— WHAT YOU ARE ASKED TO DO —
What lines in the records below contain the string "super"? Copy every one.

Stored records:
//! Persistence boundary for the current state.

use super::error::StoreError;
use super::history::{TransitionLog, TransitionRecord};
use super::stack::State;
use parking_lot::Mutex;
use std::sync::Arc;

/// Loads and saves the current state.
///
/// Implementations own their persistence; the machine only borrows a store
/// for the duration of one call. `set(None)` is what popping past the bottom
/// of the stack persists.
pub trait Store {
    /// Read the current state, `None` if nothing is stored yet.
    fn get(&self) -> Result<Option<State>, StoreError>;

    /// Replace the current state.
    fn set(&self, state: Option<State>) -> Result<(), StoreError>;
}

impl<S: Store + ?Sized> Store for &S {
    fn get(&self) -> Result<Option<State>, StoreError> {
        (**self).get()
    }

    fn set(&self, state: Option<State>) -> Result<(), StoreError> {
        (**self).set(state)
    }
}

impl<S: Store + ?Sized> Store for Box<S> {
    fn get(&self) -> Result<Option<State>, StoreError> {
        (**self).get()
    }

    fn set(&self, state: Option<State>) -> Result<(), StoreError> {
        (**self).set(state)
    }
}

impl<S: Store + ?Sized> Store for Arc<S> {
    fn get(&self) -> Result<Option<State>, StoreError> {
        (**self).get()
    }

    fn set(&self, state: Option<State>) -> Result<(), StoreError> {
        (**self).set(state)
    }
}

#[derive(Debug, Default)]
struct Slot {
    current: Option<State>,
    log: TransitionLog,
}

/// In-memory store shared by its clones.
///
/// Every `set` is appended to a [`TransitionLog`], which makes the store
/// handy for tests and for hosts that only need process-local state.
///
/// # Example
///
/// ```rust
/// use waypoint::state::{MemoryStore, State, Store};
///
/// let store = MemoryStore::with_state(State::new("idle"));
/// store.set(Some(State::new("busy"))).unwrap();
///
/// assert_eq!(store.current().unwrap().key(), "busy");
/// assert_eq!(store.log().len(), 1);
/// ```
#[derive(Clone, Debug, Default)]
pub struct MemoryStore {
    slot: Arc<Mutex<Slot>>,
}

impl MemoryStore {
    /// Create an empty store.
    pub fn new() -> Self {
        Self::default()
    }

    /// Create a store already holding `state`.
    pub fn with_state(state: State) -> Self {
        Self {
            slot: Arc::new(Mutex::new(Slot {
                current: Some(state),
                log: TransitionLog::new(),
            })),
        }
    }

    /// Snapshot of the stored state.
    pub fn current(&self) -> Option<State> {
        self.slot.lock().current.clone()
    }

    /// Snapshot of every write made so far.
    pub fn log(&self) -> TransitionLog {
        self.slot.lock().log.clone()
    }
}

impl Store for MemoryStore {
    fn get(&self) -> Result<Option<State>, StoreError> {
        Ok(self.current())
    }

    fn set(&self, state: Option<State>) -> Result<(), StoreError> {
        let mut slot = self.slot.lock();
        let record = TransitionRecord::between(slot.current.as_ref(), state.as_ref());
        slot.log.push(record);
        slot.current = state;
        Ok(())
    }
}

— EXPECTED OUTPUT —
use super::error::StoreError;
use super::history::{TransitionLog, TransitionRecord};
use super::stack::State;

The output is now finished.